Model calibration outputs are written to data/outputs/calibrate.

Running the automated tests

We have a suite of automated tests that verify that the code works. Some of these are rigorous "unit" tests which validate functionality, while others are only "smoke" tests, which verify that the code runs without crashing. These tests are written with pytest.

You are encouraged to run the tests locally before pushing your code to GitHub. Automated tests may be run via PyCharm or via the command line using pytest:

pytest -v

Tests are also run automatically via GitHub Actions on any pull request or commit to the master branch.

Reading and writing secrets

There are some files that we do not want to share publicly. These are encrypted and use the filename *.encrypted.*.

Reading all encrypted files

To read the encrypted files you will need to know the project password. Once you have the password, then you can read the files:

python -m autumn secrets read

The decrypted files will have the filename *.secret.*. Do not remove this or change the filename.

This will throw an error if you enter the incorrect password, or if the read file does not match the hashes stored in data/secret-hashes.json.

Writing all encrypted files

To write a new encrypted file, first name your file *.secret.* and then use the CLI to encrypt it:

python -m autumn secrets write apps/foo/bar.secret.json

A new file called apps/foo/bar.encrypted.json will be created. You can commit this to GitHub.

Benchmarking

Automated benchmarks are run on every commit to master using the github-action-benchmark GitHub Action. These benchmarks are run inside of pytest via pytest-benchmark and can be found in tests/test_benchmarks.py. You can view the results at monash-emu.github.io/AuTuMN

Formatting

The codebase can be auto-formatted using Black and isort. You can auto-format the code as follows, this will (probably) never break anything:

black .
isort . --profile black

Input data

Input data is stored in text format in the data/inputs/ folder. All input data required to run the app should be stored in this folder, along with a README explaining its meaning and provenance. Input data is preprocessed into an SQLite database, using the autumn.core.inputs module. The resulting database is stored at data/inputs/inputs.db and is tracked using Git LFS. If you want to add new input data or modify existing data, then:

  • add or update the source CSV/XLS files
  • adjust the preprocess functions in autumn.core.inputs as required
  • rebuild the database, commit the new file to source control

To fetch the latest data, run:

python -m autumn db fetch

You will need to ensure that the latest date in all user-specified mixing data params is greater than or equal to the most recent Google Mobility date.
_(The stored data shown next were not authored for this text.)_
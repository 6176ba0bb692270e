//! Monetary amounts.
//!
//! Prices are stored as whole minor units (cents) so sums are exact in SQL and in Rust. Parsing
//! and display go through `rust_decimal` to keep the two-decimal presentation users type in.

use crate::{HmsError, HmsResult};
use rust_decimal::prelude::ToPrimitive;
use rust_decimal::Decimal;
use std::str::FromStr;

/// A non-negative-by-convention amount in minor units.
#[derive(Clone, Copy, Debug, Default, PartialEq, Eq, PartialOrd, Ord, Hash, sqlx::Type)]
#[sqlx(transparent)]
pub struct Money(i64);

impl Money {
    pub const ZERO: Money = Money(0);

    pub fn from_cents(cents: i64) -> Self {
        Self(cents)
    }

    pub fn cents(self) -> i64 {
        self.0
    }

    pub fn as_decimal(self) -> Decimal {
        Decimal::new(self.0, 2)
    }

    /// Parses a user-supplied amount such as `"24.99"` or `"5"`.
    ///
    /// At most two decimal places are accepted. `field` names the input in error messages.
    ///
    /// # Errors
    ///
    /// Returns `HmsError::Validation` if the text is not a number, is negative, has more than two
    /// decimal places, or does not fit in minor units.
    pub fn parse(input: &str, field: &str) -> HmsResult<Self> {
        let trimmed = input.trim();
        let value = Decimal::from_str(trimmed)
            .map_err(|_| HmsError::Validation(format!("{field} must be a number.")))?;
        if value.is_sign_negative() && !value.is_zero() {
            return Err(HmsError::Validation(format!("{field} cannot be negative.")));
        }
        if value.normalize().scale() > 2 {
            return Err(HmsError::Validation(format!(
                "{field} can have at most two decimal places."
            )));
        }
        let cents = value
            .checked_mul(Decimal::ONE_HUNDRED)
            .and_then(|d| d.to_i64())
            .ok_or_else(|| HmsError::Validation(format!("{field} is too large.")))?;
        Ok(Self(cents))
    }

    /// Price of `quantity` units at this unit price.
    pub fn times(self, quantity: i64) -> Self {
        Self(self.0.saturating_mul(quantity))
    }
}

impl std::ops::Add for Money {
    type Output = Money;

    fn add(self, rhs: Money) -> Money {
        Money(self.0.saturating_add(rhs.0))
    }
}

impl std::iter::Sum for Money {
    fn sum<I: Iterator<Item = Money>>(iter: I) -> Money {
        iter.fold(Money::ZERO, |acc, m| acc + m)
    }
}

impl std::fmt::Display for Money {
    fn fmt(&self, f: &mut std::fmt::Formatter<'_>) -> std::fmt::Result {
        write!(f, "{}", self.as_decimal())
    }
}

impl serde::Serialize for Money {
    fn serialize<S>(&self, serializer: S) -> Result<S::Ok, S::Error>
    where
        S: serde::Serializer,
    {
        serializer.collect_str(self)
    }
}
To rebuild the database with new data, run:

python -m autumn db build

Once you are satisfied that all your models work again (run the tests), commit your changes and push up:

  • The updated CSV files
  • The updated data/inputs/inputs.encrypted.db file
  • Any required changes to model parameters (eg. dynamic mixing dates)

Note that all of our CSV and XLSX files are stored using Git Large File Storage in GitHub. You can install Git LFS here.

AWS Calibration

We often need to run long, computationally expensive jobs. We are currently using Amazon Web Services (AWS) to do this. The scripts and documentation that allow you to do this can be found in the remote/aws/ folder. The following jobs are run in AWS:

  • Calibration: Using an adaptive Metropolis algorithm to fit the model to observations
  • Full model runs: Running all scenarios for all accepted Metropolis parameter sets
  • PowerBI processing: Post-processing of full model runs for display in PowerBI

All outputs and plots for all model runs are stored in AWS S3, and they are publicly available at this website. Application should be uploaded if the app crashes midway.

Each job is run on its own server, which is transient: it will be created for the job and will be destroyed at the end.

These AWS tasks are run by a command line tool which can be found in the tasks folder.

Buildkite job runner

We have a self-serve job-runner website available here, build on the Buildkite platform. This website can be used to run jobs in AWS. Buildkite runs on a small persistent server in AWS. Buildkite configuration is stored in remote/buildkite/.